Segment Start: EXTRACTED ENTRIES

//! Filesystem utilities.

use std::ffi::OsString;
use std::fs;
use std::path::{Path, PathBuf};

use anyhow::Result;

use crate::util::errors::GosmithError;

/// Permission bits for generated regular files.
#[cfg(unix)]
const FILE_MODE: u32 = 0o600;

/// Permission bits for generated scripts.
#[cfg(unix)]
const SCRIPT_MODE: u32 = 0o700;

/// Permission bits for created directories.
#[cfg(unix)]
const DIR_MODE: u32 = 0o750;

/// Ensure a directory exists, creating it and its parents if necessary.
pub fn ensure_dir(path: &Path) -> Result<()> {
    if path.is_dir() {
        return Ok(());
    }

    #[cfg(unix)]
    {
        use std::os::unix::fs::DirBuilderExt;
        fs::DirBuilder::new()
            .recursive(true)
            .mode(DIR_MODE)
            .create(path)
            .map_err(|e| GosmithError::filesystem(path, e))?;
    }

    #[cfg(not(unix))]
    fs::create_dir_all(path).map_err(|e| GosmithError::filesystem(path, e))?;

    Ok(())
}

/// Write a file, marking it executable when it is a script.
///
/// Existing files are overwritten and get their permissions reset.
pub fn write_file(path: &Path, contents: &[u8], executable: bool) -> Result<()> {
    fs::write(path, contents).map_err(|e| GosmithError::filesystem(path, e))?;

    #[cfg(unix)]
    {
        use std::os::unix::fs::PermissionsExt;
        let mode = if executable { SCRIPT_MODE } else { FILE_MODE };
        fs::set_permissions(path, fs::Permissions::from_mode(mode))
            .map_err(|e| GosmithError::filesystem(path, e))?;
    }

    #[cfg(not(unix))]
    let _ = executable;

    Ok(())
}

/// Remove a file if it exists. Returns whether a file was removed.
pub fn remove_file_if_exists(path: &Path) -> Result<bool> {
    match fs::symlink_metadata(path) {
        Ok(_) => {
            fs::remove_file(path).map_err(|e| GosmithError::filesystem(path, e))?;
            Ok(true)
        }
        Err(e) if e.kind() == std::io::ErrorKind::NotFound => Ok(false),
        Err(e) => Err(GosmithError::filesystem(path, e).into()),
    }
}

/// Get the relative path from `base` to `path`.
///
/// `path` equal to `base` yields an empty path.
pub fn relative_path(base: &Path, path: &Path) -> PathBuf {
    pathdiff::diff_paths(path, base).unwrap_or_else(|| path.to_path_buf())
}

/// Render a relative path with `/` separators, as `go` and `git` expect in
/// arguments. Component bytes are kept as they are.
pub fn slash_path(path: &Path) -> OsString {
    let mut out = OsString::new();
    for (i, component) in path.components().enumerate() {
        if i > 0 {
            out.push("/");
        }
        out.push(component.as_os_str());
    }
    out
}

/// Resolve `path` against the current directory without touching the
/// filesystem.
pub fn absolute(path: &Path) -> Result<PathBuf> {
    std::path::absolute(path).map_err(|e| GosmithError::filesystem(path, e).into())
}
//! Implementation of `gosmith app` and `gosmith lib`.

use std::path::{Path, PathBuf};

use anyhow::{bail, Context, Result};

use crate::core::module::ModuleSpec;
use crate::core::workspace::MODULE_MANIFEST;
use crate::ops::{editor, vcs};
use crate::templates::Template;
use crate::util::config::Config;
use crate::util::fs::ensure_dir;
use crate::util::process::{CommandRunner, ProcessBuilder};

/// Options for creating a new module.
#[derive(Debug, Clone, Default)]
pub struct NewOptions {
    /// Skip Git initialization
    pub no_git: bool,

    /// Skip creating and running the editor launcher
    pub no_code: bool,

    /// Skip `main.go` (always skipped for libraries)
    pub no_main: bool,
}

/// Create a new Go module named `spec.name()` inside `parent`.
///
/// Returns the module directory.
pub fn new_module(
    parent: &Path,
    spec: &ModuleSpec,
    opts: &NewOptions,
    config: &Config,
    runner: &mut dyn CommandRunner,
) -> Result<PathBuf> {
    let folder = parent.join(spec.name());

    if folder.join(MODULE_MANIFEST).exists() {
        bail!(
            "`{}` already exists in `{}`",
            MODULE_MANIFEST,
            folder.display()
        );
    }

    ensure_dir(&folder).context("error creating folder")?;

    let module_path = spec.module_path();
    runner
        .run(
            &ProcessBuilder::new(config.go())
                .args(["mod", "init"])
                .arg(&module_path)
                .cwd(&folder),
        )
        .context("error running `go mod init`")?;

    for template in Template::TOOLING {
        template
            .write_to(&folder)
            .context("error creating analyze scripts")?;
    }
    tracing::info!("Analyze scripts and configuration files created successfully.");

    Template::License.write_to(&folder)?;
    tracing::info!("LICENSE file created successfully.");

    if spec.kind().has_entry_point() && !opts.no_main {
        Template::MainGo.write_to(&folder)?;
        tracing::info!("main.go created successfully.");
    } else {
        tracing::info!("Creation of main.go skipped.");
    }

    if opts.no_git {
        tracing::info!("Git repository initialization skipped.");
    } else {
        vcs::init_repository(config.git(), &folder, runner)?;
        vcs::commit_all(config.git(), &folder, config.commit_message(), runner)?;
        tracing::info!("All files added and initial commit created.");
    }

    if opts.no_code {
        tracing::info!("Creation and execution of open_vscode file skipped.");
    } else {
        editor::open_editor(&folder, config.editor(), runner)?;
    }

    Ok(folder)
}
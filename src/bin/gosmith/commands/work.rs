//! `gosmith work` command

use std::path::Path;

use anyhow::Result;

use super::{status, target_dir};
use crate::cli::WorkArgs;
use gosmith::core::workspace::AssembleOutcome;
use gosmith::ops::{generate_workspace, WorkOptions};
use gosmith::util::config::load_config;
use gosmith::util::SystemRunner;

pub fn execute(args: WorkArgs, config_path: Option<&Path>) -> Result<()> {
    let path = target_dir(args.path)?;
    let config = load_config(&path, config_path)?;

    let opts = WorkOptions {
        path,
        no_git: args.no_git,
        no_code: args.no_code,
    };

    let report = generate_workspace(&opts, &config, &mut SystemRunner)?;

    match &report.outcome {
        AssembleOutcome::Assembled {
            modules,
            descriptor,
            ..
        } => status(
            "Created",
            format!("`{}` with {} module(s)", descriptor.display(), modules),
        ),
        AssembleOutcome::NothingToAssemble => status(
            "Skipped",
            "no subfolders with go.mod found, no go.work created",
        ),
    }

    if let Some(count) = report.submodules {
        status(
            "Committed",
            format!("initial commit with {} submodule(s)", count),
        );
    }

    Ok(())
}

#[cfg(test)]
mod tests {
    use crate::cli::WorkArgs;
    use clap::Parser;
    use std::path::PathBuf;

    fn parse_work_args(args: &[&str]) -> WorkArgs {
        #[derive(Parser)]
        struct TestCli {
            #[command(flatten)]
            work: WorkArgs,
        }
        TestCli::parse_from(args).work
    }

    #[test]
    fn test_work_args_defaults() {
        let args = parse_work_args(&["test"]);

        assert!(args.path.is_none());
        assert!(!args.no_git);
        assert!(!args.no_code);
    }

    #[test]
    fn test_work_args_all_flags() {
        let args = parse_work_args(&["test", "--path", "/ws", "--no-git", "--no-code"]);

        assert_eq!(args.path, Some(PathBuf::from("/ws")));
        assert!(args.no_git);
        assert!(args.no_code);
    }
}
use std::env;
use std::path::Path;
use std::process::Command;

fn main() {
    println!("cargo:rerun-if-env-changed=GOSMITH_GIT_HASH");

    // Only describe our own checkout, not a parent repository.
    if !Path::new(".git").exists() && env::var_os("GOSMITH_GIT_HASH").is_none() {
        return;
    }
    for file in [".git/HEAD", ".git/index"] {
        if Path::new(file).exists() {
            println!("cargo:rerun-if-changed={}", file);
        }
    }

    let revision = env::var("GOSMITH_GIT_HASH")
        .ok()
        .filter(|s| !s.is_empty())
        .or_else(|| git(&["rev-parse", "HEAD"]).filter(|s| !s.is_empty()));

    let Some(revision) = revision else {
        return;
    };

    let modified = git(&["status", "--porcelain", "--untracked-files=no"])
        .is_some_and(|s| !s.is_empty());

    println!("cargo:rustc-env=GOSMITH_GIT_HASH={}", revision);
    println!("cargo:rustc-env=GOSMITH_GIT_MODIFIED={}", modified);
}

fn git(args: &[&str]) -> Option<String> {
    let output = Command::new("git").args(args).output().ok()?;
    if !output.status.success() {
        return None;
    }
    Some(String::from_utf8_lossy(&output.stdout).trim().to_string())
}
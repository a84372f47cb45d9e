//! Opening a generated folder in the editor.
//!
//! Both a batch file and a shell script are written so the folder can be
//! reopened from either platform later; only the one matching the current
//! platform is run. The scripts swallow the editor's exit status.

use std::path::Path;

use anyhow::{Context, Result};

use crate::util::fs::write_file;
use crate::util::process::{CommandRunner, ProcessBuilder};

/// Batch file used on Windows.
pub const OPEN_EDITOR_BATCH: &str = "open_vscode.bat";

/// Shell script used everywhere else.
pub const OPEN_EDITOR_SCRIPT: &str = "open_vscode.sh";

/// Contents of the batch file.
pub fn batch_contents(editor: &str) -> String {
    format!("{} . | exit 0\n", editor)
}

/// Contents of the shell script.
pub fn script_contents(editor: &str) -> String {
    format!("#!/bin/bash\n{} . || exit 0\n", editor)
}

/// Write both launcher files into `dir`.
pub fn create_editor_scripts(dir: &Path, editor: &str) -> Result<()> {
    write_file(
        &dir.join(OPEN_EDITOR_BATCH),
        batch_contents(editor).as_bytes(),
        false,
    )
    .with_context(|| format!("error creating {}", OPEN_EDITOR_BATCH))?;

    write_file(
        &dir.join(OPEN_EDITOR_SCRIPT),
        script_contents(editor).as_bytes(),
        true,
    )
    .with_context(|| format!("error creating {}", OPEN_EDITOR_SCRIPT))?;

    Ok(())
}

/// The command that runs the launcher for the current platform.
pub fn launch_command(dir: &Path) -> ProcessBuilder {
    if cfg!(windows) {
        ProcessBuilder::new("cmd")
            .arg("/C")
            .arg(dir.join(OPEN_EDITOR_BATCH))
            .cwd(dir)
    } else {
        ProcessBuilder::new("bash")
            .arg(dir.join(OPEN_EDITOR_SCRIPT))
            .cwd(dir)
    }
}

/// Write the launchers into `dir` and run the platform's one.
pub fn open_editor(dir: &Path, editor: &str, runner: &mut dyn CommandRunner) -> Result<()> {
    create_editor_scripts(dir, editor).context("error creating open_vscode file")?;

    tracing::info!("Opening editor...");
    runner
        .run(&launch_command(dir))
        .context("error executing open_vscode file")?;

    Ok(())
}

Segment End: EXTRACTED ENTRIES

◆ **WHAT IS REQUIRED**: From the opening line of the data above through the line that contains "const SCRIPT_MODE: u32 = 0o700;", please print each line as it stands and only those lines.

◆ **RESPONSE AREA**:
//! Filesystem utilities.

use std::ffi::OsString;
use std::fs;
use std::path::{Path, PathBuf};

use anyhow::Result;

use crate::util::errors::GosmithError;

/// Permission bits for generated regular files.
#[cfg(unix)]
const FILE_MODE: u32 = 0o600;

/// Permission bits for generated scripts.
#[cfg(unix)]
const SCRIPT_MODE: u32 = 0o700;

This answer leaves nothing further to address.